Last week the Judiciary Committee of California’s State Assembly, Mark Leno’s Marriage Equality bill passed by a wide margin. (Still on to rest of Assembly, Senate and Governor — this was a first step).
The only argument against it seems to be that ‘we must punish the gay people or else they will do something to hurt straight people’s families.’ In other words, denying us equal rights under the law is some kind of punishment, because somehow they believe it is our fault that heterosexual divorce rates are so high.
If we’re going to be accused and punished, shouldn’t we at least have a right to be heard, to present our case, and to a fair hearing…If the reason to deny me equal rights under the law is because of the harms that are befalling heterosexual families, shouldn’t I have to be proven guilty of causing the harm, before I am punished for it?
Or, is it that the fear that if I do get equal rights, then I will do something to hurt their families? What do they fear I will do? I’d be happy to promise not to.
Perhaps they fear that if we are not oppressed, then we will take power, and then will do to them the same thing to them that they are now doing to us. After all, heterosexual Americans are, right at this moment, taking specific actions to HARM OUR FAMILIES — specifically, are actively denying us equal rights to some of the most basic things people do with their spouses, such as be with one another if someone is in the hospital, or buy a home together — or any of the simple little things of daily life in a relationship. So, maybe they fear that they must make sure to keep us down, because maybe they are afraid that we would do the same thing to them that they are doing to us.
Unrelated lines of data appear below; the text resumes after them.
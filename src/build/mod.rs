// Copyright 2025-present Harīṣh Tummalachērla
// SPDX-License-Identifier: Apache-2.0

//! Index builder: content collections in, `search-index.json` out.
//!
//! 1. Read `manifest.json`
//! 2. Load project and note entries in parallel
//! 3. Normalize them into `Document`s (projects first, then notes)
//! 4. Build the inverted index and strip `content` from the items
//! 5. Write the payload plus a `_headers` file with its caching rules
//!
//! A bad entry never fails the build. It is logged and left out, and the
//! remaining documents keep consecutive positions.

pub mod manifest;
pub mod parallel;
pub mod source;

use std::collections::HashSet;
use std::fs;
use std::path::{Path, PathBuf};

use chrono::Utc;
#[cfg(feature = "parallel")]
use indicatif::{MultiProgress, ProgressBar, ProgressStyle};
use tracing::{info, warn};

use crate::error::{BuildDocumentError, BuildError};
#[cfg(not(feature = "parallel"))]
use crate::index::build_inverted_index;
#[cfg(feature = "parallel")]
use crate::index::build_inverted_index_parallel;
use crate::types::{Document, SearchPayload};
use crate::util::to_iso_millis;

pub use manifest::*;
pub use parallel::*;
pub use source::*;

/// Name of the emitted payload file.
pub const PAYLOAD_FILE: &str = "search-index.json";

/// Name of the static-host headers file.
pub const HEADERS_FILE: &str = "_headers";

/// Cache policy for the payload: content is immutable per deployment.
pub const CACHE_CONTROL: &str = "public, max-age=300, s-maxage=900";

pub const CONTENT_TYPE: &str = "application/json; charset=utf-8";

/// Normalized documents in payload order, plus what was left out.
#[derive(Debug, Default)]
pub struct Corpus {
    normalizer: Normalizer,
    seen_ids: HashSet<String>,
    pub documents: Vec<Document>,
    pub dropped: Vec<BuildDocumentError>,
}

impl Corpus {
    pub fn new(routes: Routes) -> Self {
        Self {
            normalizer: Normalizer::new(routes),
            ..Self::default()
        }
    }

    /// Append one collection. Call in payload order.
    pub fn extend<E, I>(&mut self, entries: I)
    where
        E: SourceEntry,
        I: IntoIterator<Item = LoadedEntry<E>>,
    {
        for entry in entries {
            let normalized = entry.and_then(|entry| {
                let source_name = entry.origin().source_name.clone();
                self.normalizer.normalize(entry).map(|doc| (source_name, doc))
            });
            match normalized {
                Ok((source_name, doc)) => self.push(source_name, doc),
                Err(err) => self.drop_entry(err),
            }
        }
    }

    fn push(&mut self, source_name: String, doc: Document) {
        if self.seen_ids.insert(doc.id.clone()) {
            self.documents.push(doc);
        } else {
            let err = BuildDocumentError::DuplicateId { source_name, id: doc.id };
            self.drop_entry(err);
        }
    }

    fn drop_entry(&mut self, err: BuildDocumentError) {
        warn!(error = %err, "skipping document");
        self.dropped.push(err);
    }
}

/// A payload plus counts for reporting.
#[derive(Debug, Clone)]
pub struct BuiltPayload {
    pub payload: SearchPayload,
    pub doc_count: usize,
    pub term_count: usize,
}

/// Build a payload stamped with the current time.
pub fn build_payload(docs: Vec<Document>) -> BuiltPayload {
    build_payload_at(docs, to_iso_millis(Utc::now()))
}

/// Build a payload with an explicit `generatedAt`.
pub fn build_payload_at(docs: Vec<Document>, generated_at: String) -> BuiltPayload {
    #[cfg(feature = "parallel")]
    let index = build_inverted_index_parallel(&docs);
    #[cfg(not(feature = "parallel"))]
    let index = build_inverted_index(&docs);

    let items = docs.iter().map(Document::to_item).collect();
    BuiltPayload {
        doc_count: docs.len(),
        term_count: index.len(),
        payload: SearchPayload {
            generated_at,
            items,
            index,
        },
    }
}

/// Serialize a payload to the bytes served at `/search-index.json`.
pub fn encode_payload(payload: &SearchPayload, pretty: bool) -> Result<Vec<u8>, serde_json::Error> {
    if pretty {
        serde_json::to_vec_pretty(payload)
    } else {
        serde_json::to_vec(payload)
    }
}

/// `_headers` rules for the payload endpoint.
pub fn headers_file_contents() -> String {
    format!(
        "/{}\n  Content-Type: {}\n  Cache-Control: {}\n",
        PAYLOAD_FILE, CONTENT_TYPE, CACHE_CONTROL
    )
}

/// Options for `run_build`.
#[derive(Clone, Debug)]
pub struct BuildOptions {
    pub pretty: bool,
    pub emit_headers: bool,
}

impl Default for BuildOptions {
    fn default() -> Self {
        Self {
            pretty: false,
            emit_headers: true,
        }
    }
}

/// What a build produced.
#[derive(Clone, Debug)]
pub struct BuildSummary {
    pub output_file: PathBuf,
    pub doc_count: usize,
    pub dropped: usize,
    pub term_count: usize,
    pub bytes: usize,
    pub crc32: u32,
}

/// Create a progress style for the main progress bars
#[cfg(feature = "parallel")]
fn create_progress_style() -> ProgressStyle {
    ProgressStyle::with_template(
        "{spinner:.cyan} {prefix:<12} [{bar:40.cyan/dim}] {pos}/{len} {msg}",
    )
    .unwrap_or_else(|_| ProgressStyle::default_bar())
    .progress_chars("━━╸")
}

#[cfg(feature = "parallel")]
fn collection_bar(multi: &MultiProgress, prefix: &'static str, len: usize) -> ProgressBar {
    let bar = multi.add(ProgressBar::new(len as u64));
    bar.set_style(create_progress_style());
    bar.set_prefix(prefix);
    bar
}

/// Read the manifest under `input_dir`.
pub fn read_manifest(input_dir: &Path) -> Result<InputManifest, BuildError> {
    let manifest_path = input_dir.join("manifest.json");
    let manifest_content =
        fs::read_to_string(&manifest_path).map_err(|error| BuildError::ManifestRead {
            path: manifest_path.clone(),
            error,
        })?;
    let manifest: InputManifest = serde_json::from_str(&manifest_content)?;
    if manifest.version != MANIFEST_VERSION {
        return Err(BuildError::ManifestVersion(manifest.version));
    }
    Ok(manifest)
}

/// Load and normalize every collection listed in the manifest.
pub fn load_corpus(input_dir: &Path, manifest: &InputManifest) -> Corpus {
    let mut corpus = Corpus::new(manifest.routes.clone());

    #[cfg(feature = "parallel")]
    {
        let multi = MultiProgress::new();
        let projects_pb = collection_bar(&multi, "Projects", manifest.projects.len());
        let projects: Vec<LoadedEntry<ProjectEntry>> =
            load_collection_with_progress(input_dir, &manifest.projects, &projects_pb);
        projects_pb.finish_with_message(format!("loaded {} files", projects.len()));

        let notes_pb = collection_bar(&multi, "Notes", manifest.notes.len());
        let notes: Vec<LoadedEntry<NoteEntry>> =
            load_collection_with_progress(input_dir, &manifest.notes, &notes_pb);
        notes_pb.finish_with_message(format!("loaded {} files", notes.len()));

        corpus.extend(projects);
        corpus.extend(notes);
    }

    #[cfg(not(feature = "parallel"))]
    {
        corpus.extend(load_collection::<ProjectEntry>(input_dir, &manifest.projects));
        corpus.extend(load_collection::<NoteEntry>(input_dir, &manifest.notes));
    }

    corpus
}

/// Build `search-index.json` from the collections under `input_dir`.
pub fn run_build(
    input_dir: &Path,
    output_dir: &Path,
    options: &BuildOptions,
) -> Result<BuildSummary, BuildError> {
    let manifest = read_manifest(input_dir)?;
    let corpus = load_corpus(input_dir, &manifest);

    if corpus.documents.is_empty() {
        warn!("no documents loaded; writing an empty search index");
    }

    let dropped = corpus.dropped.len();
    let built = build_payload(corpus.documents);
    let bytes = encode_payload(&built.payload, options.pretty).map_err(BuildError::Encode)?;

    fs::create_dir_all(output_dir).map_err(|error| BuildError::Write {
        path: output_dir.to_path_buf(),
        error,
    })?;

    let output_file = output_dir.join(PAYLOAD_FILE);
    fs::write(&output_file, &bytes).map_err(|error| BuildError::Write {
        path: output_file.clone(),
        error,
    })?;

    if options.emit_headers {
        let headers_path = output_dir.join(HEADERS_FILE);
        fs::write(&headers_path, headers_file_contents()).map_err(|error| BuildError::Write {
            path: headers_path.clone(),
            error,
        })?;
    }

    info!(
        documents = built.doc_count,
        dropped,
        tokens = built.term_count,
        bytes = bytes.len(),
        "wrote {}",
        output_file.display()
    );

    Ok(BuildSummary {
        output_file,
        doc_count: built.doc_count,
        dropped,
        term_count: built.term_count,
        bytes: bytes.len(),
        crc32: crc32fast::hash(&bytes),
    })
}
// Copyright 2025-present Harīṣh Tummalachērla
// SPDX-License-Identifier: Apache-2.0

//! WebAssembly bindings for the search dialog.
//!
//! The browser owns the network and the DOM, so the session never fetches
//! anything itself. Every call returns an array of effects for the page to
//! apply; a `fetchPayload` effect means "GET /search-index.json and report
//! back".
//!
//! ```js
//! const session = new SearchSession();
//! apply(session.open(document.activeElement?.id));
//!
//! // keydown
//! const fx = session.handleKey(e.key, e.ctrlKey, e.metaKey, e.shiftKey, isEditable(e.target), document.activeElement?.id);
//! if (fx !== null) { e.preventDefault(); apply(fx); }
//!
//! // on fetchPayload
//! const res = await fetch("/search-index.json", { headers: { accept: "application/json" } });
//! apply(res.ok ? session.loadPayload(await res.text()) : session.failLoad(`HTTP ${res.status}`));
//! ```
//!
//! All sessions on a page share one payload cache, so the index is fetched
//! at most once per page load.

use serde::Serialize;
use serde_wasm_bindgen::to_value;
use wasm_bindgen::prelude::*;

use crate::controller::{shortcut_hint, ControllerState, Effect, KeyEvent, PayloadCache, SearchController};
use crate::error::PayloadError;
use crate::search::{highlight_html, QueryEngine, DEFAULT_RESULT_LIMIT};
use crate::types::SearchItem;
use crate::util::format_date;

thread_local! {
    static PAGE_CACHE: PayloadCache = PayloadCache::new();
}

/// Effect for JavaScript consumption.
#[derive(Serialize)]
#[serde(rename_all = "camelCase")]
struct JsEffect {
    kind: &'static str,
    #[serde(skip_serializing_if = "Option::is_none")]
    target: Option<String>,
}

impl From<Effect> for JsEffect {
    fn from(effect: Effect) -> Self {
        let (kind, target) = match effect {
            Effect::FetchPayload => ("fetchPayload", None),
            Effect::Navigate(url) => ("navigate", Some(url)),
            Effect::Focus(id) => ("focus", Some(id)),
            Effect::RestoreFocus(id) => ("restoreFocus", id),
            Effect::LockScroll => ("lockScroll", None),
            Effect::UnlockScroll => ("unlockScroll", None),
        };
        JsEffect { kind, target }
    }
}

/// A rendered result row.
#[derive(Serialize)]
#[serde(rename_all = "camelCase")]
struct JsSearchResult {
    id: String,
    url: String,
    title_html: String,
    summary_html: String,
    type_label: &'static str,
    tags: Vec<String>,
    date: Option<String>,
    date_label: Option<String>,
    active: bool,
}

impl JsSearchResult {
    fn from_item(item: &SearchItem, query: &str, active: bool) -> Self {
        Self {
            id: item.id.clone(),
            url: item.url.clone(),
            title_html: highlight_html(&item.title, query),
            summary_html: highlight_html(&item.summary, query),
            type_label: item.kind.label(),
            tags: item.tags.clone(),
            date: item.date.clone(),
            date_label: item.date.as_deref().map(format_date),
            active,
        }
    }
}

fn effects_to_js(effects: Vec<Effect>) -> Result<JsValue, JsValue> {
    let effects: Vec<JsEffect> = effects.into_iter().map(JsEffect::from).collect();
    to_value(&effects).map_err(|e| JsValue::from_str(&e.to_string()))
}

/// Search dialog session, one per mounted dialog.
#[wasm_bindgen]
pub struct SearchSession {
    controller: SearchController,
}

#[wasm_bindgen]
impl SearchSession {
    /// Create a session sharing the page-wide payload cache.
    #[wasm_bindgen(constructor)]
    pub fn new(limit: Option<usize>) -> SearchSession {
        let cache = PAGE_CACHE.with(PayloadCache::clone);
        SearchSession {
            controller: SearchController::with_limit(cache, limit.unwrap_or(DEFAULT_RESULT_LIMIT)),
        }
    }

    /// Open the dialog. `previouslyFocused` is restored on close.
    #[wasm_bindgen]
    pub fn open(&mut self, previously_focused: Option<String>) -> Result<JsValue, JsValue> {
        effects_to_js(self.controller.open(previously_focused))
    }

    #[wasm_bindgen]
    pub fn close(&mut self) -> Result<JsValue, JsValue> {
        effects_to_js(self.controller.close())
    }

    /// Hand over the body of `/search-index.json`.
    #[wasm_bindgen(js_name = "loadPayload")]
    pub fn load_payload(&mut self, json: &str) -> Result<JsValue, JsValue> {
        effects_to_js(self.controller.payload_loaded(QueryEngine::from_json(json)))
    }

    /// Report a failed fetch (network error or non-2xx status).
    #[wasm_bindgen(js_name = "failLoad")]
    pub fn fail_load(&mut self, message: &str) -> Result<JsValue, JsValue> {
        effects_to_js(self.controller.payload_loaded(Err(PayloadError::load(message))))
    }

    /// Check whether another session finished loading the shared payload.
    #[wasm_bindgen(js_name = "pollCache")]
    pub fn poll_cache(&mut self) -> Result<JsValue, JsValue> {
        effects_to_js(self.controller.poll_cache())
    }

    #[wasm_bindgen(js_name = "setQuery")]
    pub fn set_query(&mut self, query: &str) {
        self.controller.set_query(query);
    }

    /// Route a keydown. Returns `null` when the key was not handled;
    /// otherwise call `preventDefault()` and apply the effects.
    ///
    /// `focused` is `document.activeElement?.id`, restored on close when
    /// the key opens the dialog.
    #[wasm_bindgen(js_name = "handleKey")]
    pub fn handle_key(
        &mut self,
        key: String,
        ctrl: bool,
        meta: bool,
        shift: bool,
        target_is_editable: bool,
        focused: Option<String>,
    ) -> Result<JsValue, JsValue> {
        let event = KeyEvent {
            key,
            ctrl,
            meta,
            shift,
            target_is_editable,
            focused,
        };
        match self.controller.handle_key(&event) {
            Some(effects) => effects_to_js(effects),
            None => Ok(JsValue::NULL),
        }
    }

    /// Click on the result at `index`.
    #[wasm_bindgen]
    pub fn select(&mut self, index: usize) -> Result<JsValue, JsValue> {
        match self.controller.select(index) {
            Some(effects) => effects_to_js(effects),
            None => Ok(JsValue::NULL),
        }
    }

    #[wasm_bindgen(js_name = "focusMoved")]
    pub fn focus_moved(&mut self, id: &str) {
        self.controller.focus_moved(id);
    }

    /// `closed`, `loading`, `ready` or `error`.
    #[wasm_bindgen]
    pub fn state(&self) -> String {
        match self.controller.state() {
            ControllerState::Closed => "closed",
            ControllerState::Loading => "loading",
            ControllerState::Ready => "ready",
            ControllerState::Error(_) => "error",
        }
        .to_string()
    }

    #[wasm_bindgen(js_name = "statusMessage")]
    pub fn status_message(&self) -> Option<String> {
        self.controller.status_message().map(str::to_string)
    }

    #[wasm_bindgen(js_name = "activeIndex")]
    pub fn active_index(&self) -> usize {
        self.controller.active_index()
    }

    /// Current results with highlighted title and summary HTML.
    #[wasm_bindgen]
    pub fn results(&self) -> Result<JsValue, JsValue> {
        let query = self.controller.query();
        let active = self.controller.active_index();
        let results: Vec<JsSearchResult> = self
            .controller
            .results()
            .into_iter()
            .enumerate()
            .map(|(i, item)| JsSearchResult::from_item(item, query, i == active))
            .collect();
        to_value(&results).map_err(|e| JsValue::from_str(&e.to_string()))
    }
}

/// Label for the search trigger button: `⌘K` on macOS, `Ctrl+K` elsewhere.
#[wasm_bindgen(js_name = "shortcutHint")]
pub fn shortcut_hint_js(is_mac: bool) -> String {
    shortcut_hint(is_mac).to_string()
}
But, we won’t. Really really truly, we won’t. Gay people do not want to hurt straight families. We are not the cause of your rising rates of abuse and divorce, though certainly, those are troubling problems that very much do need to be addressed. Perhaps if the Country stopped blaming gay people for the rise of heterosexual divorce, it might be easier to take real actions to help heterosexual families do better.
But please, stop thinking you can heal your family by hurting ours. It doesn’t work that way. Love is not a limited resource — if you try to take other people’s love away, you won’t have more.